* _What you will do_
Once the line containing "as a little" is found in the entries below, restate it and each following line word for word, stopping after the line containing "get_u16_be_err, get_u16_le_err, u16);".

Start of Block

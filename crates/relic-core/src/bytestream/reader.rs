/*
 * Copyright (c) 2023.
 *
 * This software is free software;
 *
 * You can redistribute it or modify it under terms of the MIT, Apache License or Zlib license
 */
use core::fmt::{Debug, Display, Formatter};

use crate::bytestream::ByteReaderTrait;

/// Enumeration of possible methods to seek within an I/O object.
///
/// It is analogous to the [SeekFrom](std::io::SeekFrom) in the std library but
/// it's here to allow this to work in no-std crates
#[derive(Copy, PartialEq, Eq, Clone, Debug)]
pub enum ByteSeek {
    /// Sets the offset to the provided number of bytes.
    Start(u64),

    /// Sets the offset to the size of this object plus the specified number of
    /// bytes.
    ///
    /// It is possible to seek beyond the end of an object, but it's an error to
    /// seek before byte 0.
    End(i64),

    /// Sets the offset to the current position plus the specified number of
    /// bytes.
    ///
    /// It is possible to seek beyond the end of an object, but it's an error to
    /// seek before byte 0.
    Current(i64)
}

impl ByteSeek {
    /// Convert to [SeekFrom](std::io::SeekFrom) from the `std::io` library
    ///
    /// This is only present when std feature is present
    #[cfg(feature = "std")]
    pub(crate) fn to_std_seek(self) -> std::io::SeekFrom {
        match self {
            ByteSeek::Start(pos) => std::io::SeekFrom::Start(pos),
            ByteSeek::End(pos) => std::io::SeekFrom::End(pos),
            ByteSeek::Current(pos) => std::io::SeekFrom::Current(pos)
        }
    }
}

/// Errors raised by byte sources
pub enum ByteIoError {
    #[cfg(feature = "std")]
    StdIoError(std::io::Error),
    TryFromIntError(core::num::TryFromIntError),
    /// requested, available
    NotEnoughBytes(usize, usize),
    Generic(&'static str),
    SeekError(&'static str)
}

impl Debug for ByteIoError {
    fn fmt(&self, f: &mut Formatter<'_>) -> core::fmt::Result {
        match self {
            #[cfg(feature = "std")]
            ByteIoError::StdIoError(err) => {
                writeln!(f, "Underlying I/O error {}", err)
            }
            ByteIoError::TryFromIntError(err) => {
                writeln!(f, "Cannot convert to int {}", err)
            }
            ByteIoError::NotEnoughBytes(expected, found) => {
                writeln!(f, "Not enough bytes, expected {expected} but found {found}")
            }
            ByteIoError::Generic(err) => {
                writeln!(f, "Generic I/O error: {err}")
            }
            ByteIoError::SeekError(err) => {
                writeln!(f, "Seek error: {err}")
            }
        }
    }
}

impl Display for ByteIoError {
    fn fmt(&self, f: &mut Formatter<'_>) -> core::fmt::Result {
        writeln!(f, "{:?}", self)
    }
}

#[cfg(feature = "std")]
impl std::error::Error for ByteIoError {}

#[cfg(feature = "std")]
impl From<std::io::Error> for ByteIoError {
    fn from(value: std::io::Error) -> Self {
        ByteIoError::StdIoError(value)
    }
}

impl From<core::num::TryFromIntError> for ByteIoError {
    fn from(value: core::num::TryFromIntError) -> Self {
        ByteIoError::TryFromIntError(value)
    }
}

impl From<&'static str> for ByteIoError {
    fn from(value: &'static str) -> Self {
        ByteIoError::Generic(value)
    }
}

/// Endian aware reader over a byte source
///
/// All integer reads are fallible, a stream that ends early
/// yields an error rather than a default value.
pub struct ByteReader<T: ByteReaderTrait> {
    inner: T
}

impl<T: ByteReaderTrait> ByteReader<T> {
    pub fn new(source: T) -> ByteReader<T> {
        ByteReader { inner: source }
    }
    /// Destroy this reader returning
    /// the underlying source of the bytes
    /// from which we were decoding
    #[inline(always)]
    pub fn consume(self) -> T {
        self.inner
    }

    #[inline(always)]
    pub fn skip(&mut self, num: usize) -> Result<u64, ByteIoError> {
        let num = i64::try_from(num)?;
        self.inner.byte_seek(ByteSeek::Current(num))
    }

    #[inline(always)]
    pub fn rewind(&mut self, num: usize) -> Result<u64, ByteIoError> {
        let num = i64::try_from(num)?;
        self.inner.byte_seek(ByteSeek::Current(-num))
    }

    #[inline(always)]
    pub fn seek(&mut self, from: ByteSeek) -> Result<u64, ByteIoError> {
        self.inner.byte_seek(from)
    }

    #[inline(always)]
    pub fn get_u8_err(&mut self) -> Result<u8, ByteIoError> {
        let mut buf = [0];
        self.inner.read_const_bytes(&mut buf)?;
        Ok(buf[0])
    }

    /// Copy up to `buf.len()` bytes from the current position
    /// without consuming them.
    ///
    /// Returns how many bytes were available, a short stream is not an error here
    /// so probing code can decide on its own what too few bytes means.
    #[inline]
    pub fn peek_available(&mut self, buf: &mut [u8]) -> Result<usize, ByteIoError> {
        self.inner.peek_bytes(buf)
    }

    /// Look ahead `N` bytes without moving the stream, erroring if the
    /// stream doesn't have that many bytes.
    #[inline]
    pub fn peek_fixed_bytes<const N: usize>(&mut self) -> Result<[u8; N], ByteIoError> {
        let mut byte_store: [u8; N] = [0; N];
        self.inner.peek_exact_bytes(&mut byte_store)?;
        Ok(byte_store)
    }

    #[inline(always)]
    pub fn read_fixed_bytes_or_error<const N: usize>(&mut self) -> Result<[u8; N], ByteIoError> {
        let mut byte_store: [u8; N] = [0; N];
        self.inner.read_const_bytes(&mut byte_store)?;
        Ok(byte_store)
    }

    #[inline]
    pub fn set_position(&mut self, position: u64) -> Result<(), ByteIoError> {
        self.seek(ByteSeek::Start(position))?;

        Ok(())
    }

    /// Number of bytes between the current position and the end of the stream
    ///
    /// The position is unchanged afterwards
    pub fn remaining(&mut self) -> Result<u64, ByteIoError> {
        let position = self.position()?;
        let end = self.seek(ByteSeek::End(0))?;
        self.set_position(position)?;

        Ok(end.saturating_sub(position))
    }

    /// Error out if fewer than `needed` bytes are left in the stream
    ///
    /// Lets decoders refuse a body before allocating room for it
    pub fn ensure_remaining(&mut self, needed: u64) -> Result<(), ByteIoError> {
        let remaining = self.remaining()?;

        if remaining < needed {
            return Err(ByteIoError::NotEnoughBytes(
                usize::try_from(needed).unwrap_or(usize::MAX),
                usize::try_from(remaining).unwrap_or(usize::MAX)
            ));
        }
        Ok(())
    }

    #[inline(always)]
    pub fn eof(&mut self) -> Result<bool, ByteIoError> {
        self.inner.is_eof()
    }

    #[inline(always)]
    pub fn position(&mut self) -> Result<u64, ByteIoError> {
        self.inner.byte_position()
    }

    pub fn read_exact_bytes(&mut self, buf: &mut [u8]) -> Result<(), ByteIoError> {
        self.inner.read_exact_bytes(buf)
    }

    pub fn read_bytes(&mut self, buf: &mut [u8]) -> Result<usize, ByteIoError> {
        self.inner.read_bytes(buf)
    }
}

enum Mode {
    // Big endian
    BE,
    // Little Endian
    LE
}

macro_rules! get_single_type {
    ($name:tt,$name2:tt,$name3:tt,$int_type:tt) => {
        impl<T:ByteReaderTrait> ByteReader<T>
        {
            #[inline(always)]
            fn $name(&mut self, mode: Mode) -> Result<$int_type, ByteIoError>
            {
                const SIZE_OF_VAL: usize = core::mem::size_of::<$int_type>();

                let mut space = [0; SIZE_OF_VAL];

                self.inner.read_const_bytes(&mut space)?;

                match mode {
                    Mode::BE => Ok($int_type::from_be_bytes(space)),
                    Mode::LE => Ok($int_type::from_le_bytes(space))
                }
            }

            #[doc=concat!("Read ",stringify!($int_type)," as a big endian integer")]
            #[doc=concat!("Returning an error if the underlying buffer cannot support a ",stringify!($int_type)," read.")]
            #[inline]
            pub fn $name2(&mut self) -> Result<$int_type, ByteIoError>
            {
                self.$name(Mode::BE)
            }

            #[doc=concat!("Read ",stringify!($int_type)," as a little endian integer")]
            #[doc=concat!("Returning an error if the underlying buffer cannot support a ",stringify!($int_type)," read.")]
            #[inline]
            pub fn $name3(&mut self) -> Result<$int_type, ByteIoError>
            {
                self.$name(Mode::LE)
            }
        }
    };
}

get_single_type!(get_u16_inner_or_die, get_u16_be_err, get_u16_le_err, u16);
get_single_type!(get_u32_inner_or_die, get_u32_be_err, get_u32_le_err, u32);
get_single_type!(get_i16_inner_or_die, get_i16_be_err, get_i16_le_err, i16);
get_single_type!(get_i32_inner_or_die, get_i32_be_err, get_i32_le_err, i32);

End of Block

* _Response to this exercise_
            #[doc=concat!("Read ",stringify!($int_type)," as a little endian integer")]
            #[doc=concat!("Returning an error if the underlying buffer cannot support a ",stringify!($int_type)," read.")]
            #[inline]
            pub fn $name3(&mut self) -> Result<$int_type, ByteIoError>
            {
                self.$name(Mode::LE)
            }
        }
    };
}

get_single_type!(get_u16_inner_or_die, get_u16_be_err, get_u16_le_err, u16);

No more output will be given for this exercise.